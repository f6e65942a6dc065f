//! Render-target descriptions and the allocator seam
//!
//! Targets are described with plain wgpu vocabulary (format, filter, wrap,
//! usage) so the same description drives both the headless allocator and
//! [`gpu::WgpuTargetAllocator`].

pub mod gpu;

use crate::Result;
use std::fmt;

/// Opaque handle to a texture owned by an allocator or by the host
#[derive(Debug, Copy, Clone, Hash, Eq, PartialEq, PartialOrd, Ord)]
pub struct TextureHandle(pub u64);

impl TextureHandle {
    /// Create a new, process-unique handle
    pub fn new() -> Self {
        use std::sync::atomic::{AtomicU64, Ordering};
        static COUNTER: AtomicU64 = AtomicU64::new(1);
        Self(COUNTER.fetch_add(1, Ordering::Relaxed))
    }
}

impl Default for TextureHandle {
    fn default() -> Self {
        Self::new()
    }
}

/// Pixel dimensions of a render target
#[derive(Debug, Copy, Clone, Hash, Eq, PartialEq)]
pub struct Extent {
    pub width: u32,
    pub height: u32,
}

impl Extent {
    pub const fn new(width: u32, height: u32) -> Self {
        Self { width, height }
    }

    pub fn is_empty(&self) -> bool {
        self.width == 0 || self.height == 0
    }

    pub fn to_wgpu(self) -> wgpu::Extent3d {
        wgpu::Extent3d {
            width: self.width,
            height: self.height,
            depth_or_array_layers: 1,
        }
    }
}

impl fmt::Display for Extent {
    fn fmt(&self, f: &mut fmt::Formatter<'_>) -> fmt::Result {
        write!(f, "{}x{}", self.width, self.height)
    }
}

/// How a target's size is determined
#[derive(Debug, Copy, Clone, Hash, Eq, PartialEq)]
pub enum TargetSize {
    /// Match the camera's output target when the list executes
    Camera,
    Fixed(Extent),
}

/// Description of a render target
#[derive(Debug, Clone, Hash, Eq, PartialEq)]
pub struct TargetDesc {
    pub size: TargetSize,
    pub format: wgpu::TextureFormat,
    pub filter: wgpu::FilterMode,
    pub address_mode: wgpu::AddressMode,
    /// Writable from arbitrary pixel locations (storage binding)
    pub random_write: bool,
    pub mip_level_count: u32,
}

impl TargetDesc {
    /// Point-filtered, clamped, camera-sized scratch target
    pub fn temporary(format: wgpu::TextureFormat) -> Self {
        Self {
            size: TargetSize::Camera,
            format,
            filter: wgpu::FilterMode::Nearest,
            address_mode: wgpu::AddressMode::ClampToEdge,
            random_write: false,
            mip_level_count: 1,
        }
    }

    /// Single-channel half-float random-write target, no mips
    pub fn specular_accumulation(extent: Extent) -> Self {
        Self {
            size: TargetSize::Fixed(extent),
            format: wgpu::TextureFormat::R16Float,
            filter: wgpu::FilterMode::Nearest,
            address_mode: wgpu::AddressMode::ClampToEdge,
            random_write: true,
            mip_level_count: 1,
        }
    }

    /// Resolve the final size against the camera's current output size
    pub fn extent(&self, camera: Extent) -> Extent {
        match self.size {
            TargetSize::Camera => camera,
            TargetSize::Fixed(extent) => extent,
        }
    }

    pub fn usage(&self) -> wgpu::TextureUsages {
        let mut usage = wgpu::TextureUsages::RENDER_ATTACHMENT | wgpu::TextureUsages::TEXTURE_BINDING;
        if self.random_write {
            usage |= wgpu::TextureUsages::STORAGE_BINDING;
        }
        usage
    }

    pub fn to_texture_descriptor<'a>(&self, label: Option<&'a str>, camera: Extent) -> wgpu::TextureDescriptor<'a> {
        wgpu::TextureDescriptor {
            label,
            size: self.extent(camera).to_wgpu(),
            mip_level_count: self.mip_level_count,
            sample_count: 1,
            dimension: wgpu::TextureDimension::D2,
            format: self.format,
            usage: self.usage(),
            view_formats: &[],
        }
    }

    pub fn to_sampler_descriptor<'a>(&self, label: Option<&'a str>) -> wgpu::SamplerDescriptor<'a> {
        wgpu::SamplerDescriptor {
            label,
            address_mode_u: self.address_mode,
            address_mode_v: self.address_mode,
            address_mode_w: self.address_mode,
            mag_filter: self.filter,
            min_filter: self.filter,
            mipmap_filter: wgpu::FilterMode::Nearest,
            ..Default::default()
        }
    }
}

/// Creates and destroys render targets outside of command lists
///
/// Methods take `&self` so one allocator can be shared (`Arc`) between the
/// effect and the [`crate::specular::FrameScope`]s it hands out.
pub trait TargetAllocator: Send + Sync {
    /// Create a target sized to `camera` (or the desc's fixed size)
    fn create(&self, label: &str, desc: &TargetDesc, camera: Extent) -> Result<TextureHandle>;

    /// Clear every texel to zero
    fn clear(&self, handle: TextureHandle) -> Result<()>;

    /// Destroy a target; unknown handles are ignored
    fn release(&self, handle: TextureHandle);

    /// Number of targets created and not yet released
    fn live_count(&self) -> usize;
}

#[cfg(test)]
mod tests {
    use super::*;

    #[test]
    fn specular_desc_is_random_write_without_mips() {
        let desc = TargetDesc::specular_accumulation(Extent::new(640, 360));
        let tex = desc.to_texture_descriptor(Some("specular"), Extent::new(1, 1));
        assert_eq!(tex.size.width, 640);
        assert_eq!(tex.size.height, 360);
        assert_eq!(tex.mip_level_count, 1);
        assert_eq!(tex.format, wgpu::TextureFormat::R16Float);
        assert!(tex.usage.contains(wgpu::TextureUsages::STORAGE_BINDING));

        let sampler = desc.to_sampler_descriptor(None);
        assert_eq!(sampler.mag_filter, wgpu::FilterMode::Nearest);
        assert_eq!(sampler.address_mode_u, wgpu::AddressMode::ClampToEdge);
    }

    #[test]
    fn temporaries_follow_the_camera() {
        let desc = TargetDesc::temporary(wgpu::TextureFormat::Rgba16Float);
        assert_eq!(desc.extent(Extent::new(800, 600)), Extent::new(800, 600));
        assert!(!desc.usage().contains(wgpu::TextureUsages::STORAGE_BINDING));
    }

    #[test]
    fn handles_are_unique() {
        assert_ne!(TextureHandle::new(), TextureHandle::new());
    }
}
◇ ◇ ◇ ◇ ◇ ◇ ◇
- [What you should do]:
Line by line, retype all of the records exactly.

- [Expected answer]:
repository f6e65942a6dc065f
//! Render-target descriptions and the allocator seam
//!
//! Targets are described with plain wgpu vocabulary (format, filter, wrap,
//! usage) so the same description drives both the headless allocator and
//! [`gpu::WgpuTargetAllocator`].

pub mod gpu;

use crate::Result;
use std::fmt;

/// Opaque handle to a texture owned by an allocator or by the host
#[derive(Debug, Copy, Clone, Hash, Eq, PartialEq, PartialOrd, Ord)]
pub struct TextureHandle(pub u64);

impl TextureHandle {
    /// Create a new, process-unique handle
    pub fn new() -> Self {
        use std::sync::atomic::{AtomicU64, Ordering};
        static COUNTER: AtomicU64 = AtomicU64::new(1);
        Self(COUNTER.fetch_add(1, Ordering::Relaxed))
    }
}

impl Default for TextureHandle {
    fn default() -> Self {
        Self::new()
    }
}

/// Pixel dimensions of a render target
#[derive(Debug, Copy, Clone, Hash, Eq, PartialEq)]
pub struct Extent {
    pub width: u32,
    pub height: u32,
}

impl Extent {
    pub const fn new(width: u32, height: u32) -> Self {
        Self { width, height }
    }

    pub fn is_empty(&self) -> bool {
        self.width == 0 || self.height == 0
    }

    pub fn to_wgpu(self) -> wgpu::Extent3d {
        wgpu::Extent3d {
            width: self.width,
            height: self.height,
            depth_or_array_layers: 1,
        }
    }
}

impl fmt::Display for Extent {
    fn fmt(&self, f: &mut fmt::Formatter<'_>) -> fmt::Result {
        write!(f, "{}x{}", self.width, self.height)
    }
}

/// How a target's size is determined
#[derive(Debug, Copy, Clone, Hash, Eq, PartialEq)]
pub enum TargetSize {
    /// Match the camera's output target when the list executes
    Camera,
    Fixed(Extent),
}

/// Description of a render target
#[derive(Debug, Clone, Hash, Eq, PartialEq)]
pub struct TargetDesc {
    pub size: TargetSize,
    pub format: wgpu::TextureFormat,
    pub filter: wgpu::FilterMode,
    pub address_mode: wgpu::AddressMode,
    /// Writable from arbitrary pixel locations (storage binding)
    pub random_write: bool,
    pub mip_level_count: u32,
}

impl TargetDesc {
    /// Point-filtered, clamped, camera-sized scratch target
    pub fn temporary(format: wgpu::TextureFormat) -> Self {
        Self {
            size: TargetSize::Camera,
            format,
            filter: wgpu::FilterMode::Nearest,
            address_mode: wgpu::AddressMode::ClampToEdge,
            random_write: false,
            mip_level_count: 1,
        }
    }

    /// Single-channel half-float random-write target, no mips
    pub fn specular_accumulation(extent: Extent) -> Self {
        Self {
            size: TargetSize::Fixed(extent),
            format: wgpu::TextureFormat::R16Float,
            filter: wgpu::FilterMode::Nearest,
            address_mode: wgpu::AddressMode::ClampToEdge,
            random_write: true,
            mip_level_count: 1,
        }
    }

    /// Resolve the final size against the camera's current output size
    pub fn extent(&self, camera: Extent) -> Extent {
        match self.size {
            TargetSize::Camera => camera,
            TargetSize::Fixed(extent) => extent,
        }
    }

    pub fn usage(&self) -> wgpu::TextureUsages {
        let mut usage = wgpu::TextureUsages::RENDER_ATTACHMENT | wgpu::TextureUsages::TEXTURE_BINDING;
        if self.random_write {
            usage |= wgpu::TextureUsages::STORAGE_BINDING;
        }
        usage
    }

    pub fn to_texture_descriptor<'a>(&self, label: Option<&'a str>, camera: Extent) -> wgpu::TextureDescriptor<'a> {
        wgpu::TextureDescriptor {
            label,
            size: self.extent(camera).to_wgpu(),
            mip_level_count: self.mip_level_count,
            sample_count: 1,
            dimension: wgpu::TextureDimension::D2,
            format: self.format,
            usage: self.usage(),
            view_formats: &[],
        }
    }

    pub fn to_sampler_descriptor<'a>(&self, label: Option<&'a str>) -> wgpu::SamplerDescriptor<'a> {
        wgpu::SamplerDescriptor {
            label,
            address_mode_u: self.address_mode,
            address_mode_v: self.address_mode,
            address_mode_w: self.address_mode,
            mag_filter: self.filter,
            min_filter: self.filter,
            mipmap_filter: wgpu::FilterMode::Nearest,
            ..Default::default()
        }
    }
}

/// Creates and destroys render targets outside of command lists
///
/// Methods take `&self` so one allocator can be shared (`Arc`) between the
/// effect and the [`crate::specular::FrameScope`]s it hands out.
pub trait TargetAllocator: Send + Sync {
    /// Create a target sized to `camera` (or the desc's fixed size)
    fn create(&self, label: &str, desc: &TargetDesc, camera: Extent) -> Result<TextureHandle>;

    /// Clear every texel to zero
    fn clear(&self, handle: TextureHandle) -> Result<()>;

    /// Destroy a target; unknown handles are ignored
    fn release(&self, handle: TextureHandle);

    /// Number of targets created and not yet released
    fn live_count(&self) -> usize;
}

#[cfg(test)]
mod tests {
    use super::*;

    #[test]
    fn specular_desc_is_random_write_without_mips() {
        let desc = TargetDesc::specular_accumulation(Extent::new(640, 360));
        let tex = desc.to_texture_descriptor(Some("specular"), Extent::new(1, 1));
        assert_eq!(tex.size.width, 640);
        assert_eq!(tex.size.height, 360);
        assert_eq!(tex.mip_level_count, 1);
        assert_eq!(tex.format, wgpu::TextureFormat::R16Float);
        assert!(tex.usage.contains(wgpu::TextureUsages::STORAGE_BINDING));

        let sampler = desc.to_sampler_descriptor(None);
        assert_eq!(sampler.mag_filter, wgpu::FilterMode::Nearest);
        assert_eq!(sampler.address_mode_u, wgpu::AddressMode::ClampToEdge);
    }

    #[test]
    fn temporaries_follow_the_camera() {
        let desc = TargetDesc::temporary(wgpu::TextureFormat::Rgba16Float);
        assert_eq!(desc.extent(Extent::new(800, 600)), Extent::new(800, 600));
        assert!(!desc.usage().contains(wgpu::TextureUsages::STORAGE_BINDING));
    }

    #[test]
    fn handles_are_unique() {
        assert_ne!(TextureHandle::new(), TextureHandle::new());
    }
}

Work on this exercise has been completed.